In the records below, find each line with the word "boundaries" and copy it.

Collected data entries
════════════════════
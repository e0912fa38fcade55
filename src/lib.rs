// Copyright 2025 Johann Kempter
//
// Licensed under the Apache License, Version 2.0 (the "License");
// you may not use this file except in compliance with the License.
// You may obtain a copy of the License at
//
//     http://www.apache.org/licenses/LICENSE-2.0
//
// Unless required by applicable law or agreed to in writing, software
// distributed under the License is distributed on an "AS IS" BASIS,
// WITHOUT WARRANTIES OR CONDITIONS OF ANY KIND, either express or implied.
// See the License for the specific language governing permissions and
// limitations under the License.
//
// SPDX-License-Identifier: Apache-2.0

#![deny(missing_docs)]

//! # cilflow
//!
//! Control flow graph inference for CIL (Common Intermediate Language) method bodies.
//! Built in pure Rust, `cilflow` decodes raw IL bytecode into typed instruction streams
//! and reconstructs the classic first phase of any bytecode analysis pipeline: a graph
//! of basic blocks and successor edges, with exception handling regions folded into the
//! block structure.
//!
//! ## Features
//!
//! - **⚡ Two-pass block inference** - Forward branch targets are fully discovered before
//!   any block is sliced, so backward references from later code never mis-partition a block
//! - **📦 Zero-copy block views** - Blocks expose instruction and successor slices into
//!   shared backing storage owned by the graph; nothing is duplicated
//! - **🧩 Exception region aware** - try/handler/filter boundaries force block splits and
//!   seed handler entry roots, without fabricating fault-dispatch edges
//! - **🛡️ Memory safe** - Comprehensive error handling; malformed IL aborts construction
//!   instead of producing a dangling graph
//!
//! ## Quick Start
//!
//! ```rust
//! use cilflow::prelude::*;
//!
//! // brtrue.s +1; ret; ret
//! let body = MethodBody::from_il(&[0x2D, 0x01, 0x2A, 0x2A], vec![])?;
//! let graph = body.into_flow_graph()?;
//!
//! assert_eq!(graph.block_count(), 3);
//! assert_eq!(graph.roots().len(), 1);
//! # Ok::<(), cilflow::Error>(())
//! ```
//!
//! ## Architecture
//!
//! `cilflow` is organized into three domain modules:
//!
//! - [`il`] - Instruction model, opcode tables, and the IL bytecode decoder
//! - [`method`] - Method bodies and exception region descriptors
//! - [`flow`] - Basic blocks, the two-pass graph builder, and the [`FlowGraph`] itself
//!
//! The graph construction consumes an ordered, offset-increasing instruction stream plus
//! an exception region list. The instruction stream can come from the built-in decoder
//! ([`il::decode_stream`]) or be assembled directly when instructions originate elsewhere.
//!
//! ## Construction Model
//!
//! Construction runs two linear passes over the instruction stream:
//!
//! 1. **Boundary discovery** registers every offset that must start a block: branch,
//!    switch, and `leave` targets, the instruction following any control transfer, and
//!    all exception region boundaries. Registration is idempotent.
//! 2. **Slicing and edge building** partitions the stream at the discovered boundaries
//!    and records successor edges per block, synthesizing fallthrough edges wherever the
//!    previous block did not end in an unconditional transfer.
//!
//! Both passes are synchronous and run to completion for one method body. Independent
//! method bodies can be processed concurrently; see [`flow::build_graphs`].
//!
//! ## Standards Compliance
//!
//! The decoder implements the CIL instruction encoding of the **ECMA-335 specification**
//! (6th edition), Partition III, including the `0xFE`-prefixed opcode map.
//!
//! ## Error Handling
//!
//! All operations return [`Result<T, Error>`](Result) and construction is all-or-nothing
//! per method body:
//!
//! ```rust
//! use cilflow::{Error, MethodBody};
//!
//! // br.s to an offset in the middle of nowhere
//! match MethodBody::from_il(&[0x2B, 0x7F], vec![]).and_then(MethodBody::into_flow_graph) {
//!     Err(Error::InvalidTarget { offset, target }) => {
//!         println!("branch at IL_{offset:04X} targets invalid IL_{target:04X}");
//!     }
//!     other => panic!("expected InvalidTarget, got {other:?}"),
//! }
//! ```

mod error;

/// Convenient re-exports of the most commonly used types and traits.
pub mod prelude;

/// CIL instruction model and bytecode decoder based on ECMA-335.
///
/// This module provides the typed instruction representation consumed by the flow
/// graph builder, together with a decoder for raw IL bytecode:
///
/// - [`il::Instruction`] - A decoded CIL instruction with offset, mnemonic, and operand
/// - [`il::FlowType`] - How an instruction affects control flow
/// - [`il::Operand`] - Typed operands, with branch targets already resolved to
///   absolute method-body offsets
/// - [`il::decode_instruction`] / [`il::decode_stream`] - Decoding entry points
pub mod il;

/// Method bodies and exception handling regions.
///
/// - [`method::MethodBody`] - An instruction stream plus its exception region list
/// - [`method::ExceptionRegion`] - try/handler/filter offsets forcing block boundaries
pub mod method;

/// Basic blocks, the two-pass builder, and the resulting flow graph.
///
/// - [`flow::FlowGraph`] - Root blocks, offset index, and per-block slices
/// - [`flow::FlowGraphBuilder`] - Two-pass construction from an instruction stream
/// - [`flow::build_graphs`] - Parallel batch construction over many method bodies
pub mod flow;

pub(crate) mod utils;

/// `cilflow` Result type
///
/// A type alias for [`std::result::Result<T, Error>`] where the error type is always
/// [`Error`]. Used consistently throughout the crate for all fallible operations.
pub type Result<T> = std::result::Result<T, Error>;

/// `cilflow` Error type
///
/// The main error type for all operations in this crate. See [`error::Error`] variants
/// for the decoding and construction failure modes.
pub use error::Error;

pub use flow::{BasicBlock, BlockId, FlowGraph, FlowGraphBuilder};
pub use method::{ExceptionRegion, ExceptionRegionKind, MethodBody};
//! Exception region descriptors for CIL method bodies.
//!
//! Try/catch/finally/fault regions force basic block boundaries independent of
//! branch targets, and handler entry points seed the flow graph's root blocks.
//! The types here are already-decoded descriptors; byte-level parsing of the
//! method data sections that encode them belongs to a metadata reader, not to
//! this crate.

use bitflags::bitflags;
use strum::{Display, EnumIter};

use crate::{Error, Result};

bitflags! {
    /// Raw exception clause flag word as it appears in a method's data section.
    ///
    /// Exactly one handler kind is encoded per clause; [`ExceptionRegion::from_raw`]
    /// converts the flag word into an [`ExceptionRegionKind`].
    #[derive(Debug, Clone, Copy, PartialEq, Eq)]
    pub struct ExceptionRegionFlags: u16 {
        /// A typed exception clause (the default, flag bits all clear).
        const EXCEPTION = 0x0000;

        /// An exception filter and handler clause.
        const FILTER = 0x0001;

        /// A finally clause, run on both normal and exceptional exit.
        const FINALLY = 0x0002;

        /// A fault clause, run only when an exception is thrown.
        const FAULT = 0x0004;
    }
}

/// The kind of handler an exception region describes.
#[derive(Debug, Clone, Copy, PartialEq, Eq, Display, EnumIter)]
#[strum(serialize_all = "lowercase")]
pub enum ExceptionRegionKind {
    /// Typed catch handler
    Exception,
    /// Filter handler with a separate filter decision block
    Filter,
    /// Finally handler
    Finally,
    /// Fault handler
    Fault,
}

/// One try/handler clause of a method body.
///
/// Each of the offsets recorded here forces a basic block boundary during graph
/// construction. `handler_start` (and `filter_start`, when present) additionally
/// seed root blocks: a handler entry is always the beginning of its own block
/// even if no branch targets it, and it is never merged with preceding code.
///
/// Note that no control flow edge is synthesized from the protected region into
/// the handler: handler invocation is a runtime fault-driven transfer, not a
/// graph edge.
///
/// # Examples
///
/// ```rust
/// use cilflow::method::{ExceptionRegion, ExceptionRegionKind};
///
/// // try [0, 8), typed handler [8, 12)
/// let region = ExceptionRegion::typed(0, 8, 8, 12)?;
/// assert_eq!(region.kind(), ExceptionRegionKind::Exception);
/// assert_eq!(region.filter_start(), None);
/// # Ok::<(), cilflow::Error>(())
/// ```
#[derive(Debug, Clone, PartialEq, Eq)]
pub struct ExceptionRegion {
    kind: ExceptionRegionKind,
    try_start: u32,
    try_end: u32,
    handler_start: u32,
    handler_end: u32,
    filter_start: Option<u32>,
}

impl ExceptionRegion {
    /// Creates a new exception region after validating its internal consistency.
    ///
    /// # Errors
    ///
    /// [`Error::InvalidRegion`] if the try or handler range is inverted or
    /// empty, or if `filter_start` is present on a non-filter region (or
    /// missing on a filter region).
    pub fn new(
        kind: ExceptionRegionKind,
        try_start: u32,
        try_end: u32,
        handler_start: u32,
        handler_end: u32,
        filter_start: Option<u32>,
    ) -> Result<Self> {
        if try_start >= try_end {
            return Err(Error::InvalidRegion(format!(
                "{kind} region has empty try range [{try_start}, {try_end})"
            )));
        }
        if handler_start >= handler_end {
            return Err(Error::InvalidRegion(format!(
                "{kind} region has empty handler range [{handler_start}, {handler_end})"
            )));
        }
        match (kind, filter_start) {
            (ExceptionRegionKind::Filter, None) => {
                return Err(Error::InvalidRegion(
                    "filter region without a filter start offset".to_string(),
                ));
            }
            (ExceptionRegionKind::Filter, Some(_)) | (_, None) => {}
            (_, Some(_)) => {
                return Err(Error::InvalidRegion(format!(
                    "{kind} region carries a filter start offset"
                )));
            }
        }

        Ok(Self {
            kind,
            try_start,
            try_end,
            handler_start,
            handler_end,
            filter_start,
        })
    }

    /// Creates a typed catch region.
    ///
    /// # Errors
    ///
    /// See [`ExceptionRegion::new`].
    pub fn typed(try_start: u32, try_end: u32, handler_start: u32, handler_end: u32) -> Result<Self> {
        Self::new(
            ExceptionRegionKind::Exception,
            try_start,
            try_end,
            handler_start,
            handler_end,
            None,
        )
    }

    /// Creates a filter region; `filter_start` is where the filter decision code begins.
    ///
    /// # Errors
    ///
    /// See [`ExceptionRegion::new`].
    pub fn filter(
        try_start: u32,
        try_end: u32,
        filter_start: u32,
        handler_start: u32,
        handler_end: u32,
    ) -> Result<Self> {
        Self::new(
            ExceptionRegionKind::Filter,
            try_start,
            try_end,
            handler_start,
            handler_end,
            Some(filter_start),
        )
    }

    /// Creates a finally region.
    ///
    /// # Errors
    ///
    /// See [`ExceptionRegion::new`].
    pub fn finally(
        try_start: u32,
        try_end: u32,
        handler_start: u32,
        handler_end: u32,
    ) -> Result<Self> {
        Self::new(
            ExceptionRegionKind::Finally,
            try_start,
            try_end,
            handler_start,
            handler_end,
            None,
        )
    }

    /// Creates a fault region.
    ///
    /// # Errors
    ///
    /// See [`ExceptionRegion::new`].
    pub fn fault(try_start: u32, try_end: u32, handler_start: u32, handler_end: u32) -> Result<Self> {
        Self::new(
            ExceptionRegionKind::Fault,
            try_start,
            try_end,
            handler_start,
            handler_end,
            None,
        )
    }

    /// Creates a region from the raw clause encoding of a method data section.
    ///
    /// `filter_offset` is only meaningful when the flag word selects a filter
    /// clause; it is ignored otherwise, matching the file format where the
    /// field doubles as the class token for typed clauses.
    ///
    /// # Errors
    ///
    /// [`Error::InvalidRegion`] if the flag word selects more than one handler
    /// kind or the ranges are inconsistent.
    pub fn from_raw(
        flags: ExceptionRegionFlags,
        try_offset: u32,
        try_length: u32,
        handler_offset: u32,
        handler_length: u32,
        filter_offset: u32,
    ) -> Result<Self> {
        let kind = if flags == ExceptionRegionFlags::EXCEPTION {
            ExceptionRegionKind::Exception
        } else if flags == ExceptionRegionFlags::FILTER {
            ExceptionRegionKind::Filter
        } else if flags == ExceptionRegionFlags::FINALLY {
            ExceptionRegionKind::Finally
        } else if flags == ExceptionRegionFlags::FAULT {
            ExceptionRegionKind::Fault
        } else {
            return Err(Error::InvalidRegion(format!(
                "unrecognized clause flags {:#06X}",
                flags.bits()
            )));
        };

        let filter_start = match kind {
            ExceptionRegionKind::Filter => Some(filter_offset),
            _ => None,
        };

        Self::new(
            kind,
            try_offset,
            try_offset.wrapping_add(try_length),
            handler_offset,
            handler_offset.wrapping_add(handler_length),
            filter_start,
        )
    }

    /// The kind of handler this region describes.
    #[must_use]
    pub const fn kind(&self) -> ExceptionRegionKind {
        self.kind
    }

    /// Offset of the first protected instruction.
    #[must_use]
    pub const fn try_start(&self) -> u32 {
        self.try_start
    }

    /// Offset one past the last protected instruction.
    #[must_use]
    pub const fn try_end(&self) -> u32 {
        self.try_end
    }

    /// Offset of the handler's first instruction.
    #[must_use]
    pub const fn handler_start(&self) -> u32 {
        self.handler_start
    }

    /// Offset one past the handler's last instruction.
    #[must_use]
    pub const fn handler_end(&self) -> u32 {
        self.handler_end
    }

    /// Offset of the filter decision code, for filter regions only.
    #[must_use]
    pub const fn filter_start(&self) -> Option<u32> {
        self.filter_start
    }
}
════════════════════
■ REPLY TO THE TASK
//! - **🧩 Exception region aware** - try/handler/filter boundaries force block splits and
//!    all exception region boundaries. Registration is idempotent.
//! 2. **Slicing and edge building** partitions the stream at the discovered boundaries
/// - [`method::ExceptionRegion`] - try/handler/filter offsets forcing block boundaries
//! Try/catch/finally/fault regions force basic block boundaries independent of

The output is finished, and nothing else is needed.